①血型鉴定和交叉配血试验,两人工作时要\双查双签\,一人工作时要重做一次。

②发血时,要与取血人共同查对科别、病房、床号、姓名、血型、交叉配血试验结果、血瓶(袋)号、采血日期、血液种类和剂量、血液质量。 5、检验科

①采取标本时,要查对科别、床号、姓名、检验目的。

②收集标本时,查对科别、姓名、性别、联号、标本数量和质量。 ③检验时,查对试剂、项目,化验单与标本是否相符。 ④检验后,查对目的、结果。 ⑤发报告时,查对科别、病房。 6、病理科

①收集标本时,查对单位、姓名、性别、联号、标本、固定液。 ②制片时,查对编号、标本种类、切片数量和质量。

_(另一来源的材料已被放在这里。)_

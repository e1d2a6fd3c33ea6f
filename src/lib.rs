//! FeedFit Backend
//!
//! Scores how well two candidate photos match the aesthetic of an Instagram
//! feed screenshot.
//!
//! # Architecture
//!
//! ```text
//! ┌──────────────┐  multipart   ┌──────────────────────────────────────────┐
//! │  Frontend /  │ ───────────▶ │  FEEDFIT SERVER (Axum)                   │
//! │  feedfit CLI │ ◀─────────── │  validate ─▶ spawn_blocking(analysis)    │
//! └──────────────┘    JSON      │     palette ─▶ histogram ─▶ cosine score │
//!                               └──────────────────────────────────────────┘
//! ```

pub mod analysis;
pub mod client;
pub mod config;
pub mod error;
pub mod handlers;
pub mod models;
pub mod security;
pub mod verdict;

use axum::{
    extract::DefaultBodyLimit,
    routing::{get, post},
    Router,
};
use tower_http::{compression::CompressionLayer, trace::TraceLayer};

pub use error::{AppError, AppResult};

use crate::analysis::ImageAnalyzer;
use crate::config::Config;

/// Shared application state
#[derive(Clone)]
pub struct AppState {
    pub config: Config,
    pub analyzer: ImageAnalyzer,
}

impl AppState {
    pub fn new(config: Config) -> Self {
        let analyzer = ImageAnalyzer::new(config.palette_size, config.histogram_bins);
        Self { config, analyzer }
    }
}

/// Create the main router with all routes
pub fn create_router(state: AppState) -> Router {
    let mut router = Router::new()
        .route("/", get(handlers::health::root))
        .route("/health", get(handlers::health::check))
        .route("/compare", post(handlers::compare::compare))
        .layer(DefaultBodyLimit::max(state.config.body_limit_bytes()))
        .layer(CompressionLayer::new())
        .layer(TraceLayer::new_for_http());

    for layer in security::security_header_layers() {
        router = router.layer(layer);
    }

    router
        .layer(security::cors_layer(&state.config.cors_origins))
        .with_state(state)
}

#[cfg(test)]
mod tests {
    use super::*;
    use axum::{
        body::Body,
        http::{header, Method, Request, StatusCode},
    };
    use serde_json::Value;
    use tower::ServiceExt;

    fn app() -> Router {
        create_router(AppState::new(Config::default()))
    }

    async fn json_body(response: axum::response::Response) -> Value {
        let bytes = axum::body::to_bytes(response.into_body(), usize::MAX).await.unwrap();
        serde_json::from_slice(&bytes).unwrap()
    }

    #[tokio::test]
    async fn test_root_reports_healthy() {
        let response = app()
            .oneshot(Request::builder().uri("/").body(Body::empty()).unwrap())
            .await
            .unwrap();

        assert_eq!(response.status(), StatusCode::OK);
        let body = json_body(response).await;
        assert_eq!(body["status"], "healthy");
        assert_eq!(body["message"], "FeedFit Backend API is running!");
    }

    #[tokio::test]
    async fn test_health_lists_endpoints() {
        let response = app()
            .oneshot(Request::builder().uri("/health").body(Body::empty()).unwrap())
            .await
            .unwrap();

        assert_eq!(response.status(), StatusCode::OK);
        let body = json_body(response).await;
        assert_eq!(body["service"], "FeedFit Backend");
        assert_eq!(body["version"], env!("CARGO_PKG_VERSION"));
        assert_eq!(body["endpoints"]["compare"], "/compare");
        assert!(body["timestamp"].as_i64().unwrap() > 0);
    }

    #[tokio::test]
    async fn test_security_headers_are_set() {
        let response = app()
            .oneshot(Request::builder().uri("/health").body(Body::empty()).unwrap())
            .await
            .unwrap();

        let headers = response.headers();
        for (name, value) in security::SECURITY_HEADERS {
            assert_eq!(headers[name], value, "header {}", name);
        }
        assert_eq!(headers["x-xss-protection"], "1; mode=block");
        assert_eq!(headers["referrer-policy"], "strict-origin-when-cross-origin");
    }

    fn header_list(response: &axum::response::Response, name: header::HeaderName) -> Vec<String> {
        response.headers()[name]
            .to_str()
            .unwrap()
            .split(',')
            .map(|v| v.trim().to_ascii_lowercase())
            .collect()
    }

    #[tokio::test]
    async fn test_cors_preflight_contract() {
        let response = app()
            .oneshot(
                Request::builder()
                    .method(Method::OPTIONS)
                    .uri("/compare")
                    .header(header::ORIGIN, "http://127.0.0.1:8080")
                    .header(header::ACCESS_CONTROL_REQUEST_METHOD, "POST")
                    .header(header::ACCESS_CONTROL_REQUEST_HEADERS, "content-type")
                    .body(Body::empty())
                    .unwrap(),
            )
            .await
            .unwrap();

        assert_eq!(response.status(), StatusCode::OK);
        let headers = response.headers();
        assert_eq!(headers[header::ACCESS_CONTROL_ALLOW_ORIGIN], "http://127.0.0.1:8080");
        assert_eq!(headers[header::ACCESS_CONTROL_ALLOW_CREDENTIALS], "true");

        let mut methods = header_list(&response, header::ACCESS_CONTROL_ALLOW_METHODS);
        methods.sort();
        assert_eq!(methods, vec!["get", "post"]);
        assert_eq!(
            header_list(&response, header::ACCESS_CONTROL_ALLOW_HEADERS),
            vec!["content-type"]
        );
    }

    #[tokio::test]
    async fn test_oversize_request_body_is_rejected() {
        let config = Config {
            max_upload_mb: 1,
            ..Config::default()
        };
        let boundary = "feedfit-limit-boundary";
        let mut body = format!(
            "--{}\r\nContent-Disposition: form-data; name=\"feed_image\"; filename=\"feed.png\"\r\nContent-Type: image/png\r\n\r\n",
            boundary
        )
        .into_bytes();
        body.extend(vec![7u8; config.body_limit_bytes() + 1024]);
        body.extend_from_slice(format!("\r\n--{}--\r\n", boundary).as_bytes());

        let response = create_router(AppState::new(config))
            .oneshot(
                Request::builder()
                    .method(Method::POST)
                    .uri("/compare")
                    .header(
                        header::CONTENT_TYPE,
                        format!("multipart/form-data; boundary={}", boundary),
                    )
                    .body(Body::from(body))
                    .unwrap(),
            )
            .await
            .unwrap();

        assert_eq!(response.status(), StatusCode::PAYLOAD_TOO_LARGE);
        let body = json_body(response).await;
        assert_eq!(body["detail"], "Upload exceeds the request size limit");
        assert_eq!(body["status"], 413);
    }

    #[tokio::test]
    async fn test_cors_allows_configured_origin_only() {
        let allowed = app()
            .oneshot(
                Request::builder()
                    .uri("/health")
                    .header(header::ORIGIN, "http://localhost:8080")
                    .body(Body::empty())
                    .unwrap(),
            )
            .await
            .unwrap();
        assert_eq!(
            allowed.headers()[header::ACCESS_CONTROL_ALLOW_ORIGIN],
            "http://localhost:8080"
        );

        let denied = app()
            .oneshot(
                Request::builder()
                    .uri("/health")
                    .header(header::ORIGIN, "https://evil.example")
                    .body(Body::empty())
                    .unwrap(),
            )
            .await
            .unwrap();
        assert!(denied.headers().get(header::ACCESS_CONTROL_ALLOW_ORIGIN).is_none());
    }

    #[tokio::test]
    async fn test_compare_rejects_get() {
        let response = app()
            .oneshot(
                Request::builder()
                    .method(Method::GET)
                    .uri("/compare")
                    .body(Body::empty())
                    .unwrap(),
            )
            .await
            .unwrap();
        assert_eq!(response.status(), StatusCode::METHOD_NOT_ALLOWED);
    }
}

③诊断时,查对编号、标本种类、临床诊断、病理诊断。 ④发报告时,查对科别、病房及单位。 7、放射科

①检查时,查对科别、病房、姓名、年龄、片号、部位、目的。 ②治疗时,查对科别、病房、姓名、部位、条件、时间、角度、剂量。

③发报告时,查对科别、病房。 8、理疗科及针灸室

①各种治疗时,查对科别、病房、姓名、部位、种类、剂量、时间、皮肤。

②低频治疗时,并查对极性、电流量、次数。 ③高频治疗时,并检查体表、体内有无金属异常。

④针刺治疗前,检查针的数量和质量,取针时,检查针数和有无断针。 9、供应室

①准备器械包时,查对品名、数量、质量、清洁度。 ②发器械包时,查对名称、消毒日期。

③收器械包时,查对品名、数量、质量、清洁处理情况。 10、心电图、脑电图、超声波、基础代谢等

①检查时,查对科别、床号、姓名、性别、检验目的。 ②诊断时,查对姓名、编号、临床诊断、检查结果。 ③发报告时查对科别、病房。